Lucifer nods. “And then she… didn’t talk to you again? That sounds like a hard time for you.”

Yenatru blinks a few tears away. “Y-yeah. We were all pretty surprised.”

“…Alright then, I guess. But here’s the really important question: is she going to try to force me to do something, if I meet her? The way Elīya does? Or worse, would she look up to me?”

“That would probably be pretty unlikely. She was more likely to decide to climb a mountain completely by herself without any supplies than actually ask you to do it with her. Of course, I always followed, because that’s really dangerous to do alone…”

Lucifer nods.

“I could have imagined her becoming a Theurgist,” he notes. “That would have made sense.”

“More people should be Theurgists, honestly.”

“Yeah,” Yenatru says quietly.

“How are you feeling, by the way?” Lucifer asks, her eyes meeting his.

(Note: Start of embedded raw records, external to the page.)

impl Message {
    pub fn new() -> Self {
        Self {
            state: State::Detached,
            msg_type: None,
            len: 0,
            end: 0,
            left: 0,
            tlvs: Vec::with_capacity(MAX_TLVS),
        }
    }

    /// Start building: write the 44-octet header and enter the building
    /// state with zero TLVs. `messageLength` stays zero until `build_done`.
    pub fn init(&mut self, params: &PtpParams, buf: &mut Buffer) -> Result<()> {
        let size = buf.size();
        if size < PTP_MSG_SIZE {
            tracing::error!(size, "buffer is too small for a PTP message");
            return Err(Error::Contract("buffer too small for PTP message"));
        }
        let b = buf.as_mut_slice();
        b[..PTP_MSG_SIZE].fill(0);
        b[0] = params.msg_type as u8 | (MAJOR_SDO_ID << 4);
        b[1] = VERSION_FIELD;
        b[4] = params.domain_number;
        b[5] = MINOR_SDO_ID;
        b[6] = UNICAST_FLAG | if params.two_step { TWO_STEP_FLAG } else { 0 };
        b[7] = params.flag_field2;
        wire::put_u64(b, 8, params.correction_field as u64);
        // messageTypeSpecific and sourcePortIdentity stay zero.
        wire::put_u16(b, 30, params.sequence_id);
        b[32] = params.msg_type.control_field();
        b[33] = LOG_MSG_INTERVAL_UNICAST;
        params.timestamp.to_wire(&mut b[34..44])?;

        buf.set_len(PTP_MSG_SIZE)?;
        self.state = State::Building;
        self.msg_type = Some(params.msg_type);
        self.len = PTP_MSG_SIZE;
        self.end = PTP_MSG_SIZE;
        self.left = size - PTP_MSG_SIZE;
        self.tlvs.clear();
        Ok(())
    }

    /// Reserve room for the next TLV and return the zeroed region. The
    /// caller fills it (header included) with a typed `encode` before
    /// calling [`add_tlv`](Self::add_tlv). Odd sizes reserve one extra octet
    /// for the even-padding rule.
    pub fn next_tlv<'b>(&mut self, buf: &'b mut Buffer, need: usize) -> Result<&'b mut [u8]> {
        if self.state != State::Building {
            tracing::error!("message is not in building state");
            return Err(Error::Contract("message was not initialized"));
        }
        let need = tlv::even(need);
        if self.tlvs.len() == MAX_TLVS {
            tracing::warn!("message is full with TLVs");
            return Err(Error::Exhausted("TLV count at maximum"));
        }
        if need > self.left {
            return Err(Error::Exhausted("no room for TLV"));
        }
        let region = &mut buf.as_mut_slice()[self.end..self.end + need];
        region.fill(0);
        Ok(region)
    }

    /// Record the TLV the caller just encoded at the reservation. The size
    /// is measured from the type-specific fields in the region (display-name
    /// length for the alternate-time TLV, parent address family for the
    /// status TLV). CSPTP_REQUEST must go through
    /// [`add_req_tlv`](Self::add_req_tlv) and PAD is appended by
    /// [`build_done`](Self::build_done) only.
    pub fn add_tlv(&mut self, buf: &mut Buffer, id: TlvId) -> Result<()> {
        if self.state != State::Building {
            tracing::error!("message is not in building state");
            return Err(Error::Contract("message was not initialized"));
        }
        if self.tlvs.len() == MAX_TLVS {
            tracing::warn!("message is full with TLVs");
            return Err(Error::Exhausted("TLV count at maximum"));
        }
        if self.left < TLV_HDR {
            tracing::error!("message buffer is too small");
            return Err(Error::Exhausted("no room for TLV header"));
        }
        let mut sz = id.min_size();
        if sz > self.left {
            tracing::error!("message buffer is too small");
            return Err(Error::Exhausted("no room for TLV"));
        }
        let b = buf.as_slice();
        match id {
            TlvId::AlternateTimeOffsetIndicator => {
                let name_len = tlv::even(b[self.end + 19] as usize);
                if name_len > tlv::MAX_TZ_LEN {
                    tracing::error!(name_len, "time-zone acronym exceeds allowed maximum");
                    return Err(Error::Contract("display name too long"));
                }
                sz += name_len;
            }
            TlvId::CsptpStatus => {
                let proto = parent_protocol(wire::get_u16(b, self.end + 28))?;
                sz += proto.addr_len();
            }
            TlvId::CsptpResponse => {}
            TlvId::CsptpRequest => return Err(Error::Contract("use add_req_tlv for CSPTP_REQUEST")),
            TlvId::Pad => return Err(Error::Contract("PAD is appended by build_done")),
        }
        if sz > self.left {
            tracing::error!("message buffer is too small");
            return Err(Error::Exhausted("no room for TLV"));
        }
        // The encoded header must agree with what we measured.
        if wire::get_u16(b, self.end) != id.wire()
            || wire::get_u16(b, self.end + 2) as usize + TLV_HDR != sz
        {
            tracing::error!(id = id.wire(), "TLV region was not encoded before add");
            return Err(Error::Contract("TLV header does not match reservation"));
        }
        self.record(buf, sz, id)
    }

    /// Reserve, encode, and record a CSPTP_REQUEST TLV in one step.
    pub fn add_req_tlv(&mut self, buf: &mut Buffer, flags0: u8) -> Result<()> {
        if self.state != State::Building {
            tracing::error!("message is not in building state");
            return Err(Error::Contract("message was not initialized"));
        }
        if self.tlvs.len() == MAX_TLVS {
            tracing::warn!("message is full with TLVs");
            return Err(Error::Exhausted("TLV count at maximum"));
        }
        if self.left < tlv::CSPTP_REQUEST_LEN {
            tracing::error!("message buffer is too small");
            return Err(Error::Exhausted("no room for CSPTP_REQUEST"));
        }
        let end = self.end;
        tlv::CsptpRequest { flags0 }
            .encode(&mut buf.as_mut_slice()[end..end + tlv::CSPTP_REQUEST_LEN]);
        self.record(buf, tlv::CSPTP_REQUEST_LEN, TlvId::CsptpRequest)
    }

    fn record(&mut self, buf: &mut Buffer, sz: usize, id: TlvId) -> Result<()> {
        self.tlvs.push(TlvDesc { offset: self.end, len: sz, id });
        self.end += sz;
        self.left -= sz;
        self.len += sz;
        buf.set_len(self.len)
    }

    /// Finish building: pad the message out to `size` octets (zero keeps the
    /// current length), stamp `messageLength`, and freeze. `size` must be
    /// even, no smaller than the current length, and fit the buffer; a
    /// non-zero pad must have room for the 4-octet PAD header.
    pub fn build_done(&mut self, buf: &mut Buffer, size: usize) -> Result<()> {
        if self.state != State::Building {
            tracing::error!("message is not in building state");
            return Err(Error::Contract("message was not initialized"));
        }
        let size = if size == 0 {
            self.len
        } else {
            if size & 1 == 1 {
                tracing::error!(size, "message size is odd");
                return Err(Error::Contract("size is odd"));
            }
            if size < self.len {
                tracing::error!(size, len = self.len, "message will not shrink");
                return Err(Error::Contract("message will not shrink"));
            }
            if size > buf.size() {
                tracing::error!(size, "message buffer is too small");
                return Err(Error::Contract("size exceeds buffer"));
            }
            size
        };
        let pad = size - self.len;
        if pad > 0 && (pad < TLV_HDR || self.left < pad) {
            return Err(Error::Exhausted("no room for PAD header"));
        }
        let b = buf.as_mut_slice();
        wire::put_u16(b, 2, size as u16);
        if pad >= TLV_HDR {
            wire::put_u16(b, self.end, TlvId::Pad.wire());
            wire::put_u16(b, self.end + 2, (pad - TLV_HDR) as u16);
            b[self.end + TLV_HDR..self.end + pad].fill(0);
            if self.tlvs.len() < MAX_TLVS {
                self.tlvs.push(TlvDesc { offset: self.end, len: pad, id: TlvId::Pad });
            }
            self.end += pad;
            self.len += pad;
            self.left -= pad;
        }
        buf.set_len(size)?;
        self.state = State::Frozen;
        Ok(())
    }

    /// Parse a received message. The header is validated against the CSPTP
    /// unicast profile; TLVs are recorded up to the first invalid or unknown
    /// one (what precedes it is kept and the parse still succeeds). On
    /// failure the container keeps its previous state.
    pub fn parse(&mut self, buf: &Buffer) -> Result<RxParams> {
        let len = buf.len();
        if len < PTP_MSG_SIZE {
            tracing::info!(len, "message is too short");
            return Err(Error::Malformed("message too short"));
        }
        let b = buf.as_slice();
        let msg_len = wire::get_u16(b, 2) as usize;
        if msg_len > len {
            tracing::warn!(msg_len, len, "received fewer octets than the message length");
            return Err(Error::Malformed("message length exceeds received data"));
        }
        if msg_len < PTP_MSG_SIZE {
            tracing::warn!(msg_len, "message length below the PTP header size");
            return Err(Error::Malformed("message length too small"));
        }
        let msg_type = match MsgType::from_nibble(b[0] & 0xf) {
            Some(t) => t,
            None => {
                tracing::info!(nibble = b[0] & 0xf, "unsupported message type");
                return Err(Error::Malformed("unsupported message type"));
            }
        };
        if b[32] != msg_type.control_field() {
            tracing::warn!(control = b[32], "wrong controlField value");
            return Err(Error::Malformed("wrong controlField"));
        }
        if b[33] != LOG_MSG_INTERVAL_UNICAST {
            tracing::warn!(interval = b[33], "wrong logMessageInterval value");
            return Err(Error::Malformed("wrong logMessageInterval"));
        }
        if b[1] != VERSION_FIELD {
            tracing::warn!(version = b[1], "wrong versionPTP value");
            return Err(Error::Malformed("wrong versionPTP"));
        }
        if b[0] >> 4 != MAJOR_SDO_ID {
            tracing::warn!(sdo = b[0] >> 4, "wrong majorSdoId value");
            return Err(Error::Malformed("wrong majorSdoId"));
        }
        if b[20..30].iter().any(|&o| o != 0) {
            tracing::warn!("sourcePortIdentity is not zero");
            return Err(Error::Malformed("sourcePortIdentity not zero"));
        }
        if b[5] != MINOR_SDO_ID {
            tracing::warn!(sdo = b[5], "wrong minorSdoId value");
            return Err(Error::Malformed("wrong minorSdoId"));
        }
        if b[6] & !TWO_STEP_FLAG != UNICAST_FLAG {
            tracing::warn!(flags = b[6], "wrong flagField[0] value");
            return Err(Error::Malformed("wrong flagField[0]"));
        }
        if b[7] & 0xc0 != 0 {
            tracing::warn!(flags = b[7], "wrong flagField[1] value");
            return Err(Error::Malformed("wrong flagField[1]"));
        }

        let mut tlvs = Vec::with_capacity(MAX_TLVS);
        let mut off = PTP_MSG_SIZE;
        let mut span = msg_len - PTP_MSG_SIZE;
        while span > TLV_HDR && tlvs.len() < MAX_TLVS {
            let id = match TlvId::from_wire(wire::get_u16(b, off)) {
                Some(id) => id,
                None => {
                    tracing::info!(id = wire::get_u16(b, off), index = tlvs.len(), "unknown TLV");
                    break;
                }
            };
            let tlv_len = wire::get_u16(b, off + 2) as usize + TLV_HDR;
            if tlv_len < id.min_size() {
                tracing::info!(id = id.wire(), "TLV too short");
                break;
            }
            if tlv_len > span {
                tracing::warn!(id = id.wire(), "TLV overflows message");
                break;
            }
            if !tlv::check_wire_size(id, &b[off..off + tlv_len]) {
                tracing::warn!(id = id.wire(), "TLV with wrong size");
                break;
            }
            tlvs.push(TlvDesc { offset: off, len: tlv_len, id });
            off += tlv_len;
            span -= tlv_len;
        }

        self.state = State::Parsed;
        self.msg_type = Some(msg_type);
        self.len = msg_len;
        self.end = off;
        self.left = span + buf.size() - msg_len;
        self.tlvs = tlvs;
        Ok(RxParams {
            msg_type,
            domain_number: b[4],
            correction_field: wire::get_u64(b, 8) as i64,
            sequence_id: wire::get_u16(b, 30),
            flag_field2: b[7],
            two_step: b[6] & TWO_STEP_FLAG != 0,
            timestamp: Timestamp::from_wire(&b[34..44]).ok(),
        })
    }

    /// Copy the message's declared length (PAD included) into another
    /// buffer.
    pub fn copy(&self, src: &Buffer, dst: &mut Buffer) -> Result<()> {
        if self.state == State::Detached {
            tracing::warn!("message has no buffer");
            return Err(Error::Contract("message is detached"));
        }
        if self.len < PTP_MSG_SIZE || self.len > src.size() {
            return Err(Error::Contract("message length inconsistent"));
        }
        if dst.size() < self.len {
            tracing::error!(need = self.len, size = dst.size(), "buffer is too small");
            return Err(Error::Contract("destination buffer too small"));
        }
        dst.set_len(self.len)?;
        dst.as_mut_slice()[..self.len].copy_from_slice(&src.as_slice()[..self.len]);
        Ok(())
    }

    /// Drop the buffer association; operations other than `init`/`parse`
    /// refuse until re-initialized.
    pub fn detach(&mut self) {
        self.state = State::Detached;
        self.msg_type = None;
        self.len = 0;
        self.end = 0;
        self.left = 0;
        self.tlvs.clear();
    }

    pub fn msg_type(&self) -> Option<MsgType> {
        self.msg_type
    }

    /// Message length; excludes the PAD until `build_done` appends it.
    pub fn msg_len(&self) -> usize {
        self.len
    }

    pub fn num_tlvs(&self) -> usize {
        self.tlvs.len()
    }

    pub fn tlv_desc(&self, index: usize) -> Option<&TlvDesc> {
        self.tlvs.get(index)
    }

    /// The recorded TLV's octets (header included) within `buf`.
    pub fn tlv_bytes<'b>(&self, buf: &'b Buffer, index: usize) -> Option<&'b [u8]> {
        let d = self.tlvs.get(index)?;
        buf.as_slice().get(d.offset..d.offset + d.len)
    }

    /// First recorded TLV of the given id.
    pub fn find_tlv<'b>(&self, buf: &'b Buffer, id: TlvId) -> Option<&'b [u8]> {
        (0..self.tlvs.len())
            .find(|&i| self.tlvs[i].id == id)
            .and_then(|i| self.tlv_bytes(buf, i))
    }
}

“Still… still good, I think,” Yenatru says, his voice still quiet. For some reason saying it makes him curl his arms a little closer to him. He smiles a little.

She smiles back. “Tell me, though, are you going to fall over every time I say something nice about you?”

“Probably.” Yenatru flushes a little.

Lucifer laughs a little, silently. “I’ll keep that in mind.”

And in Yenatru’s mind there’s something bright and clear, a thought that’s surprisingly settled in him: friend. It lets him close his eyes now and feel, for the first time in much longer than he wants to admit, something other than alone.